"Waffenstillstand" im Cyberwar "Wir sind quitt"

Tausend zerschossene Webseiten sind genug, meint die chinesische Hackergruppe "Honker Union" - und stellt ihre Attacken ein, die sie vor gut fünf Wochen als Protest gegen den Tod des Piloten Wang Wei begann. "Was jetzt noch passiert", heißt es in einem Statement, "hat nichts mehr mit uns zu tun".


Toter Pilot Wang Wei: Mit seinem Absturz und der Notlandung eines US-Spionageflugzeugs begann auch der "Hackerkrieg"
REUTERS

Toter Pilot Wang Wei: Mit seinem Absturz und der Notlandung eines US-Spionageflugzeugs begann auch der "Hackerkrieg"

Systemadministratoren, Sicherheitsfachleute und Politiker in den USA und China stehen vor einer nicht unwichtigen Frage: Ist der seit dem 1. April herrschende "Cyberwar" zwischen amerikanischen und chinesischen Hackergruppen wirklich vorbei?

Und wichtiger noch: Gab es ihn wirklich?

Ja, sagen die Hacker. "Honker Union", die aktivste chinesische Gruppe in dem seltsamen Konflikt, gibt an, rund "tausend Webseiten" verändert zu haben. Auf amerikanischer Seite ist die Rede von "gut einem halben Dutzend" großer Webseiten, die von ihren Betreibern unvermittelt mit politischen Protestnoten und Provokationen "verziert" vorgefunden wurden.

Zahlen, die sich beißen. Sicher ist jedenfalls: Da war was, da ist etwas passiert. Und egal, ob man es "Cyberwar" nennt oder nicht; egal, ob es wirklich nur verfeindete Hackergruppen oder doch staatlich sanktionierte Hacker waren - die Angriffe auf beiden Seiten führten drastisch die Verletzlichkeit der Netz-Infrastrukturen vor Augen.
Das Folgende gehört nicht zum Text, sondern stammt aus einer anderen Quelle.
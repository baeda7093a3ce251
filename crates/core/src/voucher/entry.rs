//! Journal-voucher line entry domain types.

use std::collections::BTreeMap;

use ledgerline_shared::types::EntryId;
use rust_decimal::Decimal;
use serde::{Deserialize, Serialize};

/// Side of the balance an entry contributes to.
///
/// Labels that are neither debit nor credit are kept as `Unrecognized`
/// rather than rejected; such entries contribute to neither side.
#[derive(Debug, Clone, PartialEq, Eq, Hash, Serialize, Deserialize)]
#[serde(from = "String", into = "String")]
pub enum EntryKind {
    /// Debit entry.
    Debit,
    /// Credit entry.
    Credit,
    /// Any other label, kept verbatim (trimmed).
    Unrecognized(String),
}

impl EntryKind {
    /// Parses a kind label. Case-insensitive; accepts `Debit`/`Dr`/`D`
    /// and `Credit`/`Cr`/`C`.
    #[must_use]
    pub fn parse(label: &str) -> Self {
        let label = label.trim();
        match label.to_ascii_lowercase().as_str() {
            "debit" | "dr" | "d" => Self::Debit,
            "credit" | "cr" | "c" => Self::Credit,
            _ => Self::Unrecognized(label.to_string()),
        }
    }

    /// Returns the display label.
    #[must_use]
    pub fn as_str(&self) -> &str {
        match self {
            Self::Debit => "Debit",
            Self::Credit => "Credit",
            Self::Unrecognized(label) => label,
        }
    }

    /// Returns true for `Debit` and `Credit`.
    #[must_use]
    pub fn is_recognized(&self) -> bool {
        !matches!(self, Self::Unrecognized(_))
    }
}

impl From<String> for EntryKind {
    fn from(label: String) -> Self {
        Self::parse(&label)
    }
}

impl From<&str> for EntryKind {
    fn from(label: &str) -> Self {
        Self::parse(label)
    }
}

impl From<EntryKind> for String {
    fn from(kind: EntryKind) -> Self {
        match kind {
            EntryKind::Unrecognized(label) => label,
            other => other.as_str().to_string(),
        }
    }
}

impl std::fmt::Display for EntryKind {
    fn fmt(&self, f: &mut std::fmt::Formatter<'_>) -> std::fmt::Result {
        f.write_str(self.as_str())
    }
}

/// A single journal-voucher line entry.
///
/// Entries sharing a group key (the user-supplied serial number) must net to
/// zero together and agree on their dates. Dates are kept as supplied; see
/// [`super::dates::normalize_date`] for how they are compared.
#[derive(Debug, Clone, PartialEq, Serialize, Deserialize)]
#[serde(rename_all = "camelCase")]
pub struct EntryRecord {
    /// Unique identifier for this entry.
    #[serde(default)]
    pub id: EntryId,
    /// Serial number clustering entries that must balance together.
    #[serde(default)]
    pub group_key: Option<String>,
    /// Whether this is a debit or credit.
    pub kind: EntryKind,
    /// Amount in document currency.
    #[serde(default)]
    pub amount: Decimal,
    /// Date of the originating financial document, as supplied.
    #[serde(default)]
    pub document_date: Option<String>,
    /// Date the entry is to be posted to the ledger, as supplied.
    #[serde(default)]
    pub posting_date: Option<String>,
    /// Descriptive fields (business area, account type, remarks, ...).
    #[serde(default, skip_serializing_if = "BTreeMap::is_empty")]
    pub attributes: BTreeMap<String, String>,
}

impl EntryRecord {
    /// Creates an entry with a fresh id and no dates or attributes.
    #[must_use]
    pub fn new(group_key: impl Into<String>, kind: EntryKind, amount: Decimal) -> Self {
        Self {
            id: EntryId::new(),
            group_key: Some(group_key.into()),
            kind,
            amount,
            document_date: None,
            posting_date: None,
            attributes: BTreeMap::new(),
        }
    }

    /// Sets both document and posting date.
    #[must_use]
    pub fn with_dates(mut self, document_date: impl Into<String>, posting_date: impl Into<String>) -> Self {
        self.document_date = Some(document_date.into());
        self.posting_date = Some(posting_date.into());
        self
    }

    /// Adds a descriptive attribute.
    #[must_use]
    pub fn with_attribute(mut self, name: impl Into<String>, value: impl Into<String>) -> Self {
        self.attributes.insert(name.into(), value.into());
        self
    }

    /// Returns the trimmed group key, or `None` when absent or blank.
    #[must_use]
    pub fn normalized_group_key(&self) -> Option<&str> {
        self.group_key
            .as_deref()
            .map(str::trim)
            .filter(|key| !key.is_empty())
    }
}

#[cfg(test)]
mod tests {
    use super::*;
    use rust_decimal_macros::dec;

    #[test]
    fn test_kind_parse_aliases() {
        assert_eq!(EntryKind::parse("Debit"), EntryKind::Debit);
        assert_eq!(EntryKind::parse(" dr "), EntryKind::Debit);
        assert_eq!(EntryKind::parse("D"), EntryKind::Debit);
        assert_eq!(EntryKind::parse("CREDIT"), EntryKind::Credit);
        assert_eq!(EntryKind::parse("Cr"), EntryKind::Credit);
        assert_eq!(
            EntryKind::parse(" Memo "),
            EntryKind::Unrecognized("Memo".to_string())
        );
    }

    #[test]
    fn test_kind_serde_uses_labels() {
        assert_eq!(serde_json::to_string(&EntryKind::Debit).unwrap(), "\"Debit\"");
        let kind: EntryKind = serde_json::from_str("\"credit\"").unwrap();
        assert_eq!(kind, EntryKind::Credit);
        let kind: EntryKind = serde_json::from_str("\"Placeholder\"").unwrap();
        assert!(!kind.is_recognized());
    }

    #[test]
    fn test_normalized_group_key() {
        let mut entry = EntryRecord::new("  7 ", EntryKind::Debit, dec!(1));
        assert_eq!(entry.normalized_group_key(), Some("7"));

        entry.group_key = Some("   ".to_string());
        assert_eq!(entry.normalized_group_key(), None);

        entry.group_key = None;
        assert_eq!(entry.normalized_group_key(), None);
    }

    #[test]
    fn test_deserialize_camel_case_record() {
        let json = r#"{
            "groupKey": "1",
            "kind": "Debit",
            "amount": "100.00",
            "documentDate": "2024-01-01",
            "postingDate": "2024-01-01",
            "attributes": { "businessArea": "BA01" }
        }"#;
        let entry: EntryRecord = serde_json::from_str(json).unwrap();
        assert_eq!(entry.normalized_group_key(), Some("1"));
        assert_eq!(entry.kind, EntryKind::Debit);
        assert_eq!(entry.amount, dec!(100.00));
        assert_eq!(entry.document_date.as_deref(), Some("2024-01-01"));
        assert_eq!(entry.attributes.get("businessArea").map(String::as_str), Some("BA01"));
    }

    #[test]
    fn test_deserialize_numeric_amount() {
        let entry: EntryRecord =
            serde_json::from_str(r#"{ "groupKey": "1", "kind": "Credit", "amount": 90 }"#).unwrap();
        assert_eq!(entry.amount, dec!(90));
        assert_eq!(entry.document_date, None);
    }
}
Es darf als sicher gelten, dass es weit mehr als nur "ein halbes Dutzend" Webseiten waren, die von den Chinesen zeitweilig "gekillt" wurden, und genau so sicher, dass es nicht tausend waren. Sicher scheint auch, dass es auf chinesischer Seite "mehrere Hundert" Websites erwischte.

Und dass der Konflikt von amerikanischen Hackern begonnen wurde. Honker Union unterstreicht, dass es sich bei den Aktionen der Gruppe um "Vergeltungsschläge" gehandelt habe. Jetzt, nach dem 1000. Erfolg, sei das Maß voll - man sei quitt.

"Was jetzt noch passiert, hat nichts mehr mit der Honker Union zu tun", heißt es in einem Statement.

Eine Art virtueller einseitiger Waffenstillstand also. Von Seiten amerikanischer Hacker steht eine Reaktion noch aus.

Die Honker Union sieht sich selbst der Hacker-Ehtik verpflichtet: Nach eigenen Angaben verübe sie grundsätzlich keine "boshaften Attacken". In der Regel gehe es der Gruppe vielmehr darum, die Schwachpunkte der digitalen Welt aufzuzeigen.

Konsequenterweise können die Chinesen auch in den zurückliegenden Ereignissen noch etwas positives entdecken: "Auf Grund dieser Ereignisse wird China große Verbesserungen in der Sicherheit seiner Netzinfrastrukturen erleben. Zumindest wird es nun mehr Menschen geben, die das Thema IT-Sicherheit ernst nehmen."

Ernst nahm den Hackerkonflikt in den letzten Wochen vor allem die amerikanische Regierung: Zeitweilig trug der nie deklarierte "Cyberwar" dazu bei, die sowieso schon gestörten Beziehungen zwischen China und den USA weiter zu belasten. Amerikanische Politiker ließen Mutmaßungen vom Stapel, hinter den Attacken stünden staatlich sanktionierte Hacker.

Die Geheimdienste und das FBI ließen in den letzten Wochen wiederholt Warnungen vor chinesischen Hackern hören - und ergriffen die Gelegenheit, das aufgeheizte Klima für eigene Vorstöße in Richtung Etats und erweiterte Vollmachten zu nutzen. Kritiker merkten darum mehr als einmal an, dass der so genannte Cyberwar durchaus auch aus propagandistischen Gründen herbeigeredet sein könne.

Recht hat damit am Ende sicherlich die Honker Union, egal, ob es den "Cyberwar" je gab oder nicht: Die Öffentlichkeit ist sensibilisiert, weltweit wird an Meldesystemen für Hackerangriffe und an der Verbesserung der Netzsicherheit gearbeitet.

Sorgen macht das wohl keinem echten Hacker: Wie immer haben die die Nase vorn - und "der Apparat" reagiert auf die Schwächen, die ihm von Seiten der hackenden Gemeinde aufgezeigt wurden.